# Task statement
The response must contain all of the entries, each one repeated exactly.

====== Source material ======

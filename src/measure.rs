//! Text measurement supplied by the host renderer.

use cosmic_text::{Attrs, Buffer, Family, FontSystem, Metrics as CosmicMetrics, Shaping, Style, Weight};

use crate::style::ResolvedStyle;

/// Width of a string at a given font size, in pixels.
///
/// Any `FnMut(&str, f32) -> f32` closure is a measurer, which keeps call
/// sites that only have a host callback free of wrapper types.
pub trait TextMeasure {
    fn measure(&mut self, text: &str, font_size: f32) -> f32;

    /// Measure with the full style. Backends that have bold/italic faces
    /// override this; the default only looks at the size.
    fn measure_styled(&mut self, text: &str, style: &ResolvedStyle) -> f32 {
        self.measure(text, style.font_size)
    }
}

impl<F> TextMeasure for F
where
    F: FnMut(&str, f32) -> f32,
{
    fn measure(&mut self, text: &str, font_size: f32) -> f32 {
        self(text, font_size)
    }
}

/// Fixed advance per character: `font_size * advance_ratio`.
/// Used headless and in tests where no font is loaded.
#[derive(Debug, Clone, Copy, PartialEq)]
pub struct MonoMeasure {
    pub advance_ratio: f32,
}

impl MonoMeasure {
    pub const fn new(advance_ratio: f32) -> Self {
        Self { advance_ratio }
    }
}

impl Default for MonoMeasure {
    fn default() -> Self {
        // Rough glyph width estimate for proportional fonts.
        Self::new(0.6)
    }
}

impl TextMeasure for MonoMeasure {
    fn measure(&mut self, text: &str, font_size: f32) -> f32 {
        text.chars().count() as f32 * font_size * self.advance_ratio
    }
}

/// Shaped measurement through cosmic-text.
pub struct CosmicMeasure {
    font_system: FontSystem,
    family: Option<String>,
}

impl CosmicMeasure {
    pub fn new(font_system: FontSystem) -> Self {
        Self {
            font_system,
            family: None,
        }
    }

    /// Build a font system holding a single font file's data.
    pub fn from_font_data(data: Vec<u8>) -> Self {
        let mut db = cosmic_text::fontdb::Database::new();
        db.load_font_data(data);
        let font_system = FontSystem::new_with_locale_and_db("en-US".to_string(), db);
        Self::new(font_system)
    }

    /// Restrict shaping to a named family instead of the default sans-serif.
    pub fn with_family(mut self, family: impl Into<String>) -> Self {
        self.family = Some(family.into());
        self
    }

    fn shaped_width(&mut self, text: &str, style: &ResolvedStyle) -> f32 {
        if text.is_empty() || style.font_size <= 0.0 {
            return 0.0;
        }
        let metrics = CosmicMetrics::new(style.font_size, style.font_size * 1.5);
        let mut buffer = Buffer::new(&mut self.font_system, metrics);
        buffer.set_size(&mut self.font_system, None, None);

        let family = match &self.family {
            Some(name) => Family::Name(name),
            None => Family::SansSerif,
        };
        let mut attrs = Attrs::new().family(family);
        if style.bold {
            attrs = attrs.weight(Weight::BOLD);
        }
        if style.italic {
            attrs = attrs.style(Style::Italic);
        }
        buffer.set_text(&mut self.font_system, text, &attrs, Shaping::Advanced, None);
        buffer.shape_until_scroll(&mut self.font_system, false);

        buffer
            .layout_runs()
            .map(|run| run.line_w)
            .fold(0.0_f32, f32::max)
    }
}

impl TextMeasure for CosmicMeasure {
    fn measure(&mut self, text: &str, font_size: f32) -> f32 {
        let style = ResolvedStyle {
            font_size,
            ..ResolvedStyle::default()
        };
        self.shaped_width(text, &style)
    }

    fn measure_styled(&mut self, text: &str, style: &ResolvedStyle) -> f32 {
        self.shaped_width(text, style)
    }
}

======

# Answer
filename src/measure.rs
//! Text measurement supplied by the host renderer.

use cosmic_text::{Attrs, Buffer, Family, FontSystem, Metrics as CosmicMetrics, Shaping, Style, Weight};

use crate::style::ResolvedStyle;

/// Width of a string at a given font size, in pixels.
///
/// Any `FnMut(&str, f32) -> f32` closure is a measurer, which keeps call
/// sites that only have a host callback free of wrapper types.
pub trait TextMeasure {
    fn measure(&mut self, text: &str, font_size: f32) -> f32;

    /// Measure with the full style. Backends that have bold/italic faces
    /// override this; the default only looks at the size.
    fn measure_styled(&mut self, text: &str, style: &ResolvedStyle) -> f32 {
        self.measure(text, style.font_size)
    }
}

impl<F> TextMeasure for F
where
    F: FnMut(&str, f32) -> f32,
{
    fn measure(&mut self, text: &str, font_size: f32) -> f32 {
        self(text, font_size)
    }
}

/// Fixed advance per character: `font_size * advance_ratio`.
/// Used headless and in tests where no font is loaded.
#[derive(Debug, Clone, Copy, PartialEq)]
pub struct MonoMeasure {
    pub advance_ratio: f32,
}

impl MonoMeasure {
    pub const fn new(advance_ratio: f32) -> Self {
        Self { advance_ratio }
    }
}

impl Default for MonoMeasure {
    fn default() -> Self {
        // Rough glyph width estimate for proportional fonts.
        Self::new(0.6)
    }
}

impl TextMeasure for MonoMeasure {
    fn measure(&mut self, text: &str, font_size: f32) -> f32 {
        text.chars().count() as f32 * font_size * self.advance_ratio
    }
}

/// Shaped measurement through cosmic-text.
pub struct CosmicMeasure {
    font_system: FontSystem,
    family: Option<String>,
}

impl CosmicMeasure {
    pub fn new(font_system: FontSystem) -> Self {
        Self {
            font_system,
            family: None,
        }
    }

    /// Build a font system holding a single font file's data.
    pub fn from_font_data(data: Vec<u8>) -> Self {
        let mut db = cosmic_text::fontdb::Database::new();
        db.load_font_data(data);
        let font_system = FontSystem::new_with_locale_and_db("en-US".to_string(), db);
        Self::new(font_system)
    }

    /// Restrict shaping to a named family instead of the default sans-serif.
    pub fn with_family(mut self, family: impl Into<String>) -> Self {
        self.family = Some(family.into());
        self
    }

    fn shaped_width(&mut self, text: &str, style: &ResolvedStyle) -> f32 {
        if text.is_empty() || style.font_size <= 0.0 {
            return 0.0;
        }
        let metrics = CosmicMetrics::new(style.font_size, style.font_size * 1.5);
        let mut buffer = Buffer::new(&mut self.font_system, metrics);
        buffer.set_size(&mut self.font_system, None, None);

        let family = match &self.family {
            Some(name) => Family::Name(name),
            None => Family::SansSerif,
        };
        let mut attrs = Attrs::new().family(family);
        if style.bold {
            attrs = attrs.weight(Weight::BOLD);
        }
        if style.italic {
            attrs = attrs.style(Style::Italic);
        }
        buffer.set_text(&mut self.font_system, text, &attrs, Shaping::Advanced, None);
        buffer.shape_until_scroll(&mut self.font_system, false);

        buffer
            .layout_runs()
            .map(|run| run.line_w)
            .fold(0.0_f32, f32::max)
    }
}

impl TextMeasure for CosmicMeasure {
    fn measure(&mut self, text: &str, font_size: f32) -> f32 {
        let style = ResolvedStyle {
            font_size,
            ..ResolvedStyle::default()
        };
        self.shaped_width(text, &style)
    }

    fn measure_styled(&mut self, text: &str, style: &ResolvedStyle) -> f32 {
        self.shaped_width(text, style)
    }
}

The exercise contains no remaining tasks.